Usage

Data Preparation

Create Manifest

Athena accepts a textual manifest file as data set interface, which describes speech data set in csv format. In such file, each line contains necessary meta data (e.g. key, audio path, transcription) of a speech audio. For custom data, such manifest file needs to be prepared first. An example is shown as follows:

wav_filename	wav_length_ms	transcript
/dataset/train-clean-100-wav/374-180298-0000.wav	465004	chapter sixteen i might have told you of the beginning of this liaison in a few lines but i wanted you to see every step by which we came i to agree to whatever marguerite wished
/dataset/train-clean-100-wav/374-180298-0001.wav	514764	marguerite to be unable to live apart from me it was the day after the evening when she came to see me that i sent her manon lescaut from that time seeing that i could not change my mistress's life i changed my own
/dataset/train-clean-100-wav/374-180298-0002.wav	425484	i wished above all not to leave myself time to think over the position i had accepted for in spite of myself it was a great distress to me thus my life generally so calm
/dataset/train-clean-100-wav/374-180298-0003.wav	356044	assumed all at once an appearance of noise and disorder never believe however disinterested the love of a kept woman may be that it will cost one nothing

Training

Setting the Configuration File

All of our training/ inference configurations are written in config.json. Below is an example configuration file with comments to help you understand.

{
  "batch_size":32,
  "num_epochs":20,
  "sorta_epoch":1,
  "ckpt":"examples/asr/hkust/ckpts/transformer",

  "solver_gpu":[0],
  "solver_config":{
    "clip_norm":100,
    "log_interval":10,
    "enable_tf_function":true
  },


  "model":"speech_transformer",
  "num_classes": null,
  "pretrained_model": null,
  "model_config":{
    "return_encoder_output":false,
    "num_filters":512,
    "d_model":512,
    "num_heads":8,
    "num_encoder_layers":12,
    "num_decoder_layers":6,
    "dff":1280,
    "rate":0.1,
    "label_smoothing_rate":0.0
  },

  "optimizer":"warmup_adam",
  "optimizer_config":{
    "d_model":512,
    "warmup_steps":8000,
    "k":0.5
  },

  "dataset_builder": "speech_recognition_dataset",
  "num_data_threads": 1,
  "trainset_config":{
    "data_csv": "examples/asr/hkust/data/train.csv",
    "audio_config":{"type":"Fbank", "filterbank_channel_count":40},
    "cmvn_file":"examples/asr/hkust/data/cmvn",
    "text_config": {"type":"vocab", "model":"examples/asr/hkust/data/vocab"},
    "input_length_range":[10, 8000]
  },
  "devset_config":{
    "data_csv": "examples/asr/hkust/data/dev.csv",
    "audio_config":{"type":"Fbank", "filterbank_channel_count":40},
    "cmvn_file":"examples/asr/hkust/data/cmvn",
    "text_config": {"type":"vocab", "model":"examples/asr/hkust/data/vocab"},
    "input_length_range":[10, 8000]
  },
  "testset_config":{
    "data_csv": "examples/asr/hkust/data/dev.csv",
    "audio_config":{"type":"Fbank", "filterbank_channel_count":40},
    "cmvn_file":"examples/asr/hkust/data/cmvn",
    "text_config": {"type":"vocab", "model":"examples/asr/hkust/data/vocab"}
  }
}

Train a Model

With all the above preparation done, training becomes straight-forward. athena/main.py is the entry point of the training module. Just run:

$ python athena/main.py <your_config_in_json_file>

Please install Horovod and MPI at first, if you want to train model using multi-gpu. See the Horovod page for more instructions.

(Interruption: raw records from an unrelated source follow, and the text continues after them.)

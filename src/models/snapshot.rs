use chrono::{DateTime, Utc};
use serde::{Deserialize, Serialize};
use std::collections::HashMap;

/// One timestamped sample of every coin's profitability
#[derive(Debug, Clone, PartialEq, Serialize, Deserialize)]
pub struct Snapshot {
    pub timestamp: DateTime<Utc>,
    /// ticker -> daily revenue in fiat
    pub values: HashMap<String, f64>,
    /// ticker -> anchor coin per reference hashrate per day
    pub normalized_values: HashMap<String, f64>,
    /// Ticker being mined when the sample was taken, empty if undecided
    #[serde(default)]
    pub active_ticker: String,
    /// True if this cycle changed the active ticker
    #[serde(default)]
    pub switched: bool,
}

impl Snapshot {
    pub fn new(timestamp: DateTime<Utc>) -> Self {
        Self {
            timestamp,
            values: HashMap::new(),
            normalized_values: HashMap::new(),
            active_ticker: String::new(),
            switched: false,
        }
    }

    /// Record one coin's fiat and normalized figures
    pub fn with_coin(mut self, ticker: &str, fiat: f64, normalized: f64) -> Self {
        self.values.insert(ticker.to_string(), fiat);
        self.normalized_values.insert(ticker.to_string(), normalized);
        self
    }

    /// Mark the ticker being mined and whether this sample is a switch event
    pub fn with_active(mut self, ticker: &str, switched: bool) -> Self {
        self.active_ticker = ticker.to_string();
        self.switched = switched;
        self
    }

    /// Whether `ticker` was the coin being mined at this sample
    pub fn is_mining(&self, ticker: &str) -> bool {
        !self.active_ticker.is_empty() && self.active_ticker == ticker
    }
}

/// Averaged values for a single coin across all retained snapshots
#[derive(Debug, Clone, PartialEq)]
pub struct CoinAverage {
    pub ticker: String,
    pub avg_fiat: f64,
    pub avg_normalized: f64,
    pub count: usize,
}

/// Average of whatever was actually being mined at each sample
#[derive(Debug, Clone, Default, PartialEq)]
pub struct MinedAverage {
    pub avg_fiat: f64,
    pub avg_normalized: f64,
    pub count: usize,
}
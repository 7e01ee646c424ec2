use serde::{Deserialize, Serialize};

/// A mining worker connected through the proxy
#[derive(Debug, Clone, Default, Serialize, Deserialize)]
pub struct Worker {
    #[serde(rename = "_id", default)]
    pub id: String,
    #[serde(default)]
    pub name: String,
    #[serde(default)]
    pub profile_id: String,
    #[serde(default)]
    pub status: String,
    #[serde(default)]
    pub algorithm: String,
    #[serde(default)]
    pub hashrate: u64,
}

/// One page of the worker listing
#[derive(Debug, Clone, Default, Deserialize)]
pub struct WorkersResponse {
    #[serde(default)]
    pub data: Vec<Worker>,
    #[serde(default)]
    pub pagination: Pagination,
}

#[derive(Debug, Clone, Default, Deserialize)]
#[serde(default)]
pub struct Pagination {
    pub page: u32,
    pub limit: u32,
    pub total: u32,
    pub total_pages: u32,
}

/// Body of the bulk-assign request
#[derive(Debug, Clone, Serialize)]
pub struct BulkAssignRequest<'a> {
    pub worker_ids: &'a [String],
    pub profile_id: &'a str,
}

/// Response of the aggregated hashrate endpoint
#[derive(Debug, Clone, Default, Deserialize)]
pub struct HashrateResponse {
    #[serde(default)]
    pub hours: u32,
    #[serde(default)]
    pub granularity: u32,
    #[serde(default)]
    pub stats: Option<HashrateStats>,
}

#[derive(Debug, Clone, Default, Deserialize)]
pub struct HashrateStats {
    #[serde(default)]
    pub avg_hashrate: f64,
    #[serde(default)]
    pub peak_hashrate: f64,
}
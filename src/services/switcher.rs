use crate::clients::ProxyClient;
use crate::error::AppResult;
use crate::models::{CoinProfitability, Worker};
use crate::render::format::percent_gain;
use tracing::info;

/// Outcome of comparing the ranked coins against what is being mined
#[derive(Debug, Clone, PartialEq)]
pub struct SwitchDecision {
    pub from: String,
    pub to: String,
    pub profile_id: String,
    /// False on the very first decision, when nothing was being mined yet
    pub is_switch: bool,
    /// Gain of the new coin over the old one, when the old one is still ranked
    pub gain_percent: Option<f64>,
}

/// Decide whether the top-ranked coin differs from `current`
pub fn decide(current: &str, ranked: &[CoinProfitability]) -> Option<SwitchDecision> {
    let best = ranked.first()?;
    if best.ticker == current {
        return None;
    }

    let gain_percent = ranked
        .iter()
        .find(|p| p.ticker == current)
        .and_then(|old| percent_gain(old.fiat_revenue, best.fiat_revenue));

    Some(SwitchDecision {
        from: current.to_string(),
        to: best.ticker.clone(),
        profile_id: best.profile_id.clone(),
        is_switch: !current.is_empty(),
        gain_percent,
    })
}

/// Ids of workers not already on `target_profile_id`
pub fn workers_to_move(workers: &[Worker], target_profile_id: &str) -> Vec<String> {
    workers
        .iter()
        .filter(|w| !w.id.is_empty() && w.profile_id != target_profile_id)
        .map(|w| w.id.clone())
        .collect()
}

/// Reassigns proxy workers between coin profiles
pub struct WorkerSwitcher {
    proxy: ProxyClient,
}

impl WorkerSwitcher {
    pub fn new(proxy: ProxyClient) -> Self {
        Self { proxy }
    }

    /// Bulk-assign every worker not yet on the target profile; returns how many moved
    pub async fn switch_to(&self, target_profile_id: &str, target_ticker: &str) -> AppResult<usize> {
        let workers = self.proxy.fetch_all_workers().await?;
        let ids = workers_to_move(&workers, target_profile_id);

        if ids.is_empty() {
            return Ok(0);
        }

        info!(
            "Assigning {}/{} worker(s) to profile {} ({})",
            ids.len(),
            workers.len(),
            target_profile_id,
            target_ticker
        );
        self.proxy.bulk_assign_workers(&ids, target_profile_id).await?;
        Ok(ids.len())
    }

    /// Point newly connecting workers at `profile_id`
    pub async fn set_default_profile(&self, profile_id: &str) -> AppResult<()> {
        self.proxy.set_default_profile(profile_id).await
    }
}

To run on a machine with 4 GPUs with Athena:

$ horovodrun -np 4 -H localhost:4 python athena/horovod_main.py <your_config_in_json_file>

To run on 4 machines with 4 GPUs each with Athena:

$ horovodrun -np 16 -H server1:4,server2:4,server3:4,server4:4 python athena/horovod_main.py <your_config_in_json_file>

Deployment

After training, you can deploy the model on servers using the TensorFlow C++ API. Below are some steps to achieve this functionality with an ASR model.

  1. Install all dependencies, including TensorFlow, Protobuf, absl, Eigen3 and kenlm (optional).

  2. Freeze the model to pb format with athena/deploy_main.py.

  3. Compile the C++ codes.

  4. Load the model and do argmax decoding in C++ codes, see deploy/src/argmax.cpp for the entry point.

After compiling, an executable file will be generated and you can run the executable file:

$ ./argmax

Detailed implementation is described here.